Published on 24th December, 2022, in Economic Times.
If one goes to Kerala, one hears of “tharavad”. These were ancestral homes, where large joint families lived together. They controlled large tracts of land. A similar system is found in faraway Nepal. Here, instead of the word “tharavad”, the word “guthi” is used. This is a joint family which lives together in a neighborhood and owns common land. There are hundreds of guthis across Nepal, just as there are hundreds of tharavads across Kerala, indicating a continuity of culture. Even in Goa, we hear of community villages, before the system was disrupted by the arrival of the Portuguese. Kerala, Nepal and Goa are the frontier regions of India where there was minimal or no influence of foreign political systems. When we study them, we understand India’s past better. The knowledge of the past is usually embedded in stories of local deities.
In Nepal, every guthi neighbourhood has a central courtyard. Here, a deity is worshipped. This deity could be Hindu, Buddhist, or Pre-Buddhist, Pre- Hindu, or maybe a Tantric deity. Sometimes, it could be a simple deity called Ajima or the grandmother. She is represented by a cleft in a rock or a hole in the wall, a metaphor for the goddess’s womb.
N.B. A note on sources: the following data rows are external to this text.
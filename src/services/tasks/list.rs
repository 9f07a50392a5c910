use actix_web::{HttpRequest, HttpResponse, Result as ActixResult};

use super::TaskService;
use crate::models::tasks::requests::{TaskListQuery, TaskQueryParams};
use crate::models::{ApiResponse, ErrorCode};

pub async fn list_tasks(
    service: &TaskService,
    request: &HttpRequest,
    query: TaskQueryParams,
) -> ActixResult<HttpResponse> {
    let storage = service.get_storage(request);

    match storage
        .list_tasks_with_pagination(TaskListQuery::from(query))
        .await
    {
        Ok(response) => Ok(HttpResponse::Ok().json(ApiResponse::success(
            response,
            "Tasks retrieved successfully",
        ))),
        Err(e) => Ok(ApiResponse::<()>::from_error(
            &e,
            ErrorCode::InternalServerError,
            "Failed to list tasks",
        )),
    }
}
In the old days, the guthi family were peasant landlords. They owned and controlled the land and perhaps in earlier ages, even tilled the land. As the cultivation increased, they started hiring people to work on the land. This created the division between the landlord and landless labour. But, in the early ages, these lands were controlled, tilled and harvested by the same people who lived in these communities. Some communities became very powerful. These communities were represented by an impersonal entity called the goddess. Generations came and went, but the courtyard and its goddess survived, making her the eternal mother of the neighbourhood. This was true across India.
So when we talk about many gods in Kerala, or Goa, and Nepal, we are really referring to a form of social organisation. The many gods and goddesses represent the many communities in that land. Some are Kuladevas, representing the lineage of communities. Some are Gramadevas which are more geographical. Kuladeva indicates connection by blood and Gramadeva indicates connection by land. The same kula may exist in other villages. A village has many kulas. In a village festival, the constituent kula-devata comes together, like the many gods who came together to create the goddess Durga. We find this during the Kulu-Manali Dassera festivals where various devatas from various neighbouring hills come in their palanquins to meet the old goddess Hidimba and also the god of the royal family, Raghunathji. The Gosani Jatra of Odisha witnesses goddesses of the neighbourhood gathering to pay respects to the central deity of the land, Jagannatha.
Over time, some of the communities dominate other communities in the village and so their gods become more powerful, with grand temples and elaborate ceremonies that overshadow other deities. This is why in the major cities of Nepal, such as Bhaktapur, Patan, Kathmandu we find congregations of goddesses, like the Seven Sisters, or the Nine Durgas or the Eight Mothers. If one looks at the rituals in Nepal, one finds how these goddesses engage with each other. The rituals are either competitive or collaborative.
The fertile Nepal Valley, known as Nepal Mandala, was home to the Newars. Over time, it was infiltrated by warriors from the surrounding mountains and plains. The Kirata and Licchavi kings brought in patriarchy. This is why we find the goddesses being associated with Bhairava, a Tantrik deity, or Indra, a Vedic deity. There are rituals where the goddess gives the sword to Indra or to the Bhairava. Her symbol is replaced by the symbols of the male gods. This indicated an exchange of power, in a ritualistic format.
The goddess, Taleju, arrived with the Malla kings. She became the goddess of the royal family. She joined the previous goddesses of the land, but played a dominant role. In some stories, the old goddess Nara Devis’ daughter, Kumari, is asked to kill her lover who is attacking the land. These folklores capture the history and political turmoil of the Nepal valley. The Shah kings, who came from the mountains in the 18th Century, did not add to the number of goddesses. Instead, they said that all the goddesses were manifestations of their Kuladevi Kali. This is why the Shah kings played a key role in the unification of Nepal. They merged the many guthis into a single polity.
In the 19th century, a commander of the Shah army built three temples in Kathmandu. One was Jwala Mukhi, another was Kamakhya, and the third was Dakshin Kali. While these temples look tantric, they align with the architecture and ritual format of Nepal. What is interesting is that these goddesses are not of Nepal. They hail from the Himachal, Assam, and Bengal regions. Through the building of these temples, the local commanders were establishing the concept of a greater Nepal. This idea stretched Nepal’s region from Himachal in the West to Assam in the East. It is very like the concept of Akhanda Bharat used today to explain the concept of a greater India.
Thus, when we approach mythology, we must be aware of the practices related to the negotiation between the economic and political power of different communities. Within these practices are captured various ideas. Ritual performances and processions through festivals and fairs depict a social order. In our inability to understand these negotiations, we forget their role in establishing social order.